**Prompt**
Search the listing below for the word "names" and return each line that contains it.

**Supplied information**
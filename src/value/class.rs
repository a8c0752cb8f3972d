//! Classes, instances, and bound methods.

use std::cell::RefCell;
use std::rc::Rc;

use hashbrown::HashMap;

use super::{ClosureObj, Value};

/// A Lox class: a name and a table of methods. Single inheritance is
/// implemented by copying the superclass's methods into the subclass at
/// class-creation time (the `Inherit` opcode), so method lookup never needs
/// to walk a superclass chain at runtime — it is already flattened.
#[derive(Debug)]
pub struct ClassObj {
  pub name: String,
  pub methods: HashMap<Rc<str>, Rc<ClosureObj>>,
}

impl ClassObj {
  pub fn new(name: impl Into<String>) -> Self {
    Self {
      name: name.into(),
      methods: HashMap::new(),
    }
  }

  pub fn find_method(&self, name: &str) -> Option<Rc<ClosureObj>> {
    self.methods.get(name).cloned()
  }
}

/// An instance of a `ClassObj`, with its own field table.
#[derive(Debug)]
pub struct InstanceObj {
  pub class: Rc<RefCell<ClassObj>>,
  pub fields: HashMap<Rc<str>, Value>,
}

impl InstanceObj {
  pub fn new(class: Rc<RefCell<ClassObj>>) -> Self {
    Self {
      class,
      fields: HashMap::new(),
    }
  }
}

/// A method closure bound to the instance it was looked up on. Calling it is
/// equivalent to calling `method` with `receiver` already installed in slot 0.
#[derive(Debug)]
pub struct BoundMethodObj {
  pub receiver: Value,
  pub method: Rc<ClosureObj>,
}

#[cfg(test)]
mod tests {
  use super::*;
  use crate::value::{FunctionObj, Obj};
  use crate::chunk::Chunk;

  fn dummy_closure(name: &str) -> Rc<ClosureObj> {
    Rc::new(ClosureObj {
      function: Rc::new(FunctionObj {
        arity: 0,
        chunk: Chunk::new(),
        name: name.to_string(),
        upvalue_count: 0,
      }),
      upvalues: vec![],
    })
  }

  #[test]
  fn field_shadows_method_lookup_at_the_vm_layer() {
    // ClassObj itself only exposes method lookup; field-vs-method
    // precedence is the VM's GetProperty behavior (see vm::mod tests).
    let mut class = ClassObj::new("Box");
    class.methods.insert(Rc::from("open"), dummy_closure("open"));
    assert!(class.find_method("open").is_some());
    assert!(class.find_method("close").is_none());
  }

  #[test]
  fn instance_starts_with_no_fields() {
    let class = Rc::new(RefCell::new(ClassObj::new("Point")));
    let instance = InstanceObj::new(class.clone());
    assert!(instance.fields.is_empty());
    assert!(Rc::ptr_eq(&instance.class, &class));
  }

  #[test]
  fn bound_method_carries_receiver_and_method_by_reference() {
    let class = Rc::new(RefCell::new(ClassObj::new("Point")));
    let instance = Rc::new(RefCell::new(InstanceObj::new(class)));
    let receiver = Value::Obj(Obj::Instance(instance));
    let method = dummy_closure("norm");
    let bound = BoundMethodObj {
      receiver: receiver.clone(),
      method: method.clone(),
    };
    assert_eq!(bound.receiver, receiver);
    assert!(Rc::ptr_eq(&bound.method, &method));
  }
}
//! Function and method bodies, and class declarations.

use crate::chunk::OpCode;
use crate::errors::CompileErrorKind;
use crate::token::{Token, TokenKind};
use crate::value::Value;

use super::{ClassState, Compiler, FunctionKind, FunctionState};

impl Compiler {
  pub(super) fn fun_declaration(&mut self) {
    let global_idx = self.parse_variable("Expect function name.");
    self.mark_initialized();
    self.function(FunctionKind::Function);
    self.define_variable(global_idx);
  }

  /// Compiles a function's parameter list and body as a nested
  /// `FunctionState`, then emits a `Closure` instruction in the *enclosing*
  /// function that wraps it, followed by one `(index, is_local)` byte pair
  /// per captured upvalue for the VM to resolve at closure-creation time.
  pub(super) fn function(&mut self, kind: FunctionKind) {
    let name = self.previous.lexeme.clone();
    self.functions.push(FunctionState::new(name, kind));
    self.begin_scope();

    self.consume(TokenKind::LeftParen, "Expect '(' after function name.");
    if !self.check(TokenKind::RightParen) {
      loop {
        let fun = self.current_fn();
        fun.arity += 1;
        if fun.arity > 255 {
          self.error_at_current(CompileErrorKind::TooManyParameters);
        }
        let param_idx = self.parse_variable("Expect parameter name.");
        self.define_variable(param_idx);
        if !self.matches(TokenKind::Comma) {
          break;
        }
      }
    }
    self.consume(TokenKind::RightParen, "Expect ')' after parameters.");
    self.consume(TokenKind::LeftBrace, "Expect '{' before function body.");
    self.block();

    let upvalues: Vec<_> = self.functions.last().unwrap().upvalues.clone();
    let function = self.finish_function();
    let const_idx = match self.current_chunk().add_constant(Value::Obj(crate::value::Obj::Function(
      std::rc::Rc::new(function),
    ))) {
      Ok(idx) => idx,
      Err(_) => {
        self.error(CompileErrorKind::TooManyConstants);
        0
      }
    };
    self.emit_op(OpCode::Closure);
    self.emit_byte(const_idx);

    for upvalue in upvalues {
      self.emit_byte(if upvalue.is_local { 1 } else { 0 });
      self.emit_byte(upvalue.index);
    }
  }

  pub(super) fn class_declaration(&mut self) {
    self.consume(TokenKind::Identifier, "Expect class name.");
    let class_name = self.previous.clone();
    let name_idx = self.identifier_constant(&class_name.lexeme);
    self.declare_variable(&class_name);

    self.emit_op(OpCode::Class);
    self.emit_byte(name_idx);
    self.define_variable(name_idx);

    self.classes.push(ClassState { has_superclass: false });

    if self.matches(TokenKind::Less) {
      self.consume(TokenKind::Identifier, "Expect superclass name.");
      let super_name = self.previous.clone();
      super::expressions::variable(self, false);

      if super_name.lexeme == class_name.lexeme {
        self.error(CompileErrorKind::ClassInheritsFromItself);
      }

      self.begin_scope();
      self.add_local_synthetic("super");
      self.define_variable(0);

      self.named_variable(&class_name, false);
      self.emit_op(OpCode::Inherit);
      self.classes.last_mut().unwrap().has_superclass = true;
    }

    self.named_variable(&class_name, false);
    self.consume(TokenKind::LeftBrace, "Expect '{' before class body.");
    while !self.check(TokenKind::RightBrace) && !self.check(TokenKind::Eof) {
      self.method();
    }
    self.consume(TokenKind::RightBrace, "Expect '}' after class body.");
    self.emit_op(OpCode::Pop); // the class itself, pushed by named_variable above

    let class_state = self.classes.pop().unwrap();
    if class_state.has_superclass {
      self.end_scope();
    }
  }

  fn method(&mut self) {
    self.consume(TokenKind::Identifier, "Expect method name.");
    let name = self.previous.lexeme.clone();
    let name_idx = self.identifier_constant(&name);

    let kind = if name == "init" { FunctionKind::Initializer } else { FunctionKind::Method };
    self.function(kind);

    self.emit_op(OpCode::Method);
    self.emit_byte(name_idx);
  }

  fn add_local_synthetic(&mut self, name: &str) {
    let token = Token::synthetic(TokenKind::Identifier, name);
    self.declare_variable(&token);
  }
}

pub(super) fn this_(c: &mut Compiler, _can_assign: bool) {
  if c.classes.is_empty() {
    c.error(CompileErrorKind::ThisOutsideClass);
    return;
  }
  let token = Token::synthetic(TokenKind::Identifier, "this");
  c.named_variable(&token, false);
}

pub(super) fn super_(c: &mut Compiler, _can_assign: bool) {
  match c.classes.last() {
    None => c.error(CompileErrorKind::SuperOutsideClass),
    Some(class) if !class.has_superclass => c.error(CompileErrorKind::SuperWithoutSuperclass),
    _ => {}
  }

  c.consume(TokenKind::Dot, "Expect '.' after 'super'.");
  c.consume(TokenKind::Identifier, "Expect superclass method name.");
  let name_idx = c.identifier_constant(&c.previous.lexeme.clone());

  let this_token = Token::synthetic(TokenKind::Identifier, "this");
  c.named_variable(&this_token, false);

  if c.matches(TokenKind::LeftParen) {
    let arg_count = c.argument_list();
    let super_token = Token::synthetic(TokenKind::Identifier, "super");
    c.named_variable(&super_token, false);
    c.emit_op(OpCode::SuperInvoke);
    c.emit_byte(name_idx);
    c.emit_byte(arg_count);
  } else {
    let super_token = Token::synthetic(TokenKind::Identifier, "super");
    c.named_variable(&super_token, false);
    c.emit_op(OpCode::GetSuper);
    c.emit_byte(name_idx);
  }
}
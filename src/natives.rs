//! Native (host-provided) functions installed into every VM's global scope.

use std::time::{SystemTime, UNIX_EPOCH};

use crate::value::Value;

/// Milliseconds since the Unix epoch, as a `Value::Number`.
pub fn clock(_args: &[Value]) -> Result<Value, String> {
  let now = SystemTime::now()
    .duration_since(UNIX_EPOCH)
    .map_err(|_| "System clock is before the Unix epoch.".to_string())?;
  Ok(Value::Number(now.as_millis() as f64))
}
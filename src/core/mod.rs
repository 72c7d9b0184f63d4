pub mod engine;
pub mod server;

pub use engine::Engine;
pub use server::Server;
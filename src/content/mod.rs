//! 内容：文章（含页面）、分类和标签

pub mod categories;
pub mod posts;
pub mod tags;

pub use posts::{PostFilter, PostInput};
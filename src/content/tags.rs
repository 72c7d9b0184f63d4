use chrono::Utc;
use rusqlite::{params, Connection, OptionalExtension, Row};
use serde::{Deserialize, Serialize};

use crate::auth::policy::{authorize, Action, Actor};
use crate::error::{CmsError, Result};
use crate::models::Tag;
use crate::utils::{non_empty, slugify, unique_slug};

#[derive(Debug, Clone, Default, Deserialize)]
#[serde(default)]
pub struct TagInput {
    pub name: Option<String>,
    pub slug: Option<String>,
    pub description: Option<String>,
}

#[derive(Debug, Clone, Serialize)]
pub struct TagSummary {
    #[serde(flatten)]
    pub tag: Tag,
    pub posts_count: i64,
}

pub(crate) fn map_tag(row: &Row<'_>) -> rusqlite::Result<Tag> {
    Ok(Tag {
        id: row.get(0)?,
        name: row.get(1)?,
        slug: row.get(2)?,
        description: row.get(3)?,
        created_at: row.get(4)?,
    })
}

pub fn get_tag(conn: &Connection, id: i64) -> Result<Tag> {
    conn.query_row(
        "SELECT id, name, slug, description, created_at FROM tags WHERE id = ?1",
        params![id],
        map_tag,
    )
    .optional()?
    .ok_or_else(|| CmsError::not_found("Tag"))
}

pub fn list_tags(conn: &Connection) -> Result<Vec<TagSummary>> {
    let mut stmt = conn.prepare(
        "SELECT t.id, t.name, t.slug, t.description, t.created_at,
                (SELECT COUNT(*) FROM post_tags pt WHERE pt.tag_id = t.id)
         FROM tags t ORDER BY t.name",
    )?;
    let tags = stmt
        .query_map([], |row| {
            Ok(TagSummary {
                tag: map_tag(row)?,
                posts_count: row.get(5)?,
            })
        })?
        .collect::<rusqlite::Result<Vec<_>>>()?;
    Ok(tags)
}

/// 文章的标签，按名称排序
pub fn tags_for_post(conn: &Connection, post_id: i64) -> Result<Vec<Tag>> {
    let mut stmt = conn.prepare_cached(
        "SELECT t.id, t.name, t.slug, t.description, t.created_at
         FROM tags t JOIN post_tags pt ON pt.tag_id = t.id
         WHERE pt.post_id = ?1 ORDER BY t.name",
    )?;
    let tags = stmt
        .query_map(params![post_id], map_tag)?
        .collect::<rusqlite::Result<Vec<_>>>()?;
    Ok(tags)
}

fn ensure_name_free(conn: &Connection, name: &str, exclude: Option<i64>) -> Result<()> {
    let taken = conn
        .query_row(
            "SELECT 1 FROM tags WHERE name = ?1 AND id != ?2",
            params![name, exclude.unwrap_or(-1)],
            |_| Ok(()),
        )
        .optional()?
        .is_some();
    if taken {
        return Err(CmsError::conflict("name", format!("Tag '{name}' already exists")));
    }
    Ok(())
}

fn insert_tag(conn: &Connection, name: &str, slug: Option<&str>, description: Option<&str>) -> Result<i64> {
    let slug = unique_slug(conn, "tags", &slugify(slug.unwrap_or(name)), None)?;
    conn.execute(
        "INSERT INTO tags (name, slug, description, created_at) VALUES (?1, ?2, ?3, ?4)",
        params![name, slug, description, Utc::now()],
    )?;
    Ok(conn.last_insert_rowid())
}

/// 按名称（区分大小写的精确匹配）查找标签，不存在则创建，返回去重后的 ID 列表
pub fn resolve_tags(conn: &Connection, names: &[String]) -> Result<Vec<i64>> {
    let mut ids = Vec::with_capacity(names.len());
    for name in names {
        let name = name.trim();
        if name.is_empty() {
            continue;
        }
        let existing = conn
            .query_row("SELECT id FROM tags WHERE name = ?1", params![name], |row| {
                row.get::<_, i64>(0)
            })
            .optional()?;
        let id = match existing {
            Some(id) => id,
            None => insert_tag(conn, name, None, None)?,
        };
        if !ids.contains(&id) {
            ids.push(id);
        }
    }
    Ok(ids)
}

pub fn create_tag(conn: &mut Connection, actor: &Actor, input: TagInput) -> Result<Tag> {
    authorize(actor, Action::ManageTaxonomy, None)?;
    let name = non_empty(input.name.as_deref())
        .ok_or_else(|| CmsError::validation("name is required"))?;

    let tx = conn.transaction()?;
    ensure_name_free(&tx, &name, None)?;
    let id = insert_tag(
        &tx,
        &name,
        non_empty(input.slug.as_deref()).as_deref(),
        input.description.as_deref(),
    )?;
    let tag = get_tag(&tx, id)?;
    tx.commit()?;
    Ok(tag)
}

pub fn update_tag(conn: &mut Connection, actor: &Actor, id: i64, input: TagInput) -> Result<Tag> {
    authorize(actor, Action::ManageTaxonomy, None)?;
    let tx = conn.transaction()?;
    let mut tag = get_tag(&tx, id)?;

    if let Some(name) = non_empty(input.name.as_deref()) {
        if name != tag.name {
            ensure_name_free(&tx, &name, Some(id))?;
            if input.slug.is_none() {
                tag.slug = unique_slug(&tx, "tags", &slugify(&name), Some(id))?;
            }
            tag.name = name;
        }
    }
    if let Some(slug) = non_empty(input.slug.as_deref()) {
        tag.slug = unique_slug(&tx, "tags", &slugify(&slug), Some(id))?;
    }
    if input.description.is_some() {
        tag.description = input.description;
    }

    tx.execute(
        "UPDATE tags SET name = ?1, slug = ?2, description = ?3 WHERE id = ?4",
        params![tag.name, tag.slug, tag.description, id],
    )?;
    tx.commit()?;
    Ok(tag)
}

pub fn delete_tag(conn: &mut Connection, actor: &Actor, id: i64) -> Result<()> {
    authorize(actor, Action::ManageTaxonomy, None)?;
    let tx = conn.transaction()?;
    get_tag(&tx, id)?;
    tx.execute("DELETE FROM post_tags WHERE tag_id = ?1", params![id])?;
    tx.execute("DELETE FROM tags WHERE id = ?1", params![id])?;
    tx.commit()?;
    Ok(())
}

#[cfg(test)]
mod tests {
    use super::*;
    use crate::db::Database;
    use crate::models::Role;

    #[test]
    fn test_resolve_tags_case_sensitive() {
        let db = Database::open_in_memory().unwrap();
        db.with_conn(|conn| {
            let first = resolve_tags(conn, &["Rust".into(), "rust".into(), "Rust".into(), " ".into()])?;
            assert_eq!(first.len(), 2);
            let again = resolve_tags(conn, &["Rust".into()])?;
            assert_eq!(again[0], first[0]);

            let slugs: Vec<String> = list_tags(conn)?.into_iter().map(|t| t.tag.slug).collect();
            assert_eq!(slugs, vec!["rust".to_string(), "rust-1".to_string()]);
            Ok(())
        })
        .unwrap();
    }

    #[test]
    fn test_tag_crud() {
        let db = Database::open_in_memory().unwrap();
        let editor = Actor { id: 1, role: Role::Editor };
        db.with_conn(|conn| {
            let tag = create_tag(conn, &editor, TagInput {
                name: Some("Web Dev".into()),
                ..TagInput::default()
            })?;
            assert_eq!(tag.slug, "web-dev");

            let err = create_tag(conn, &editor, TagInput {
                name: Some("Web Dev".into()),
                ..TagInput::default()
            })
            .unwrap_err();
            assert!(matches!(err, CmsError::Conflict { .. }));

            let renamed = update_tag(conn, &editor, tag.id, TagInput {
                name: Some("Frontend".into()),
                ..TagInput::default()
            })?;
            assert_eq!(renamed.slug, "frontend");

            delete_tag(conn, &editor, tag.id)?;
            assert!(matches!(get_tag(conn, tag.id), Err(CmsError::NotFound(_))));
            Ok(())
        })
        .unwrap();
    }
}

**Response to this exercise**
pub fn resolve_tags(conn: &Connection, names: &[String]) -> Result<Vec<i64>> {
    let mut ids = Vec::with_capacity(names.len());
    for name in names {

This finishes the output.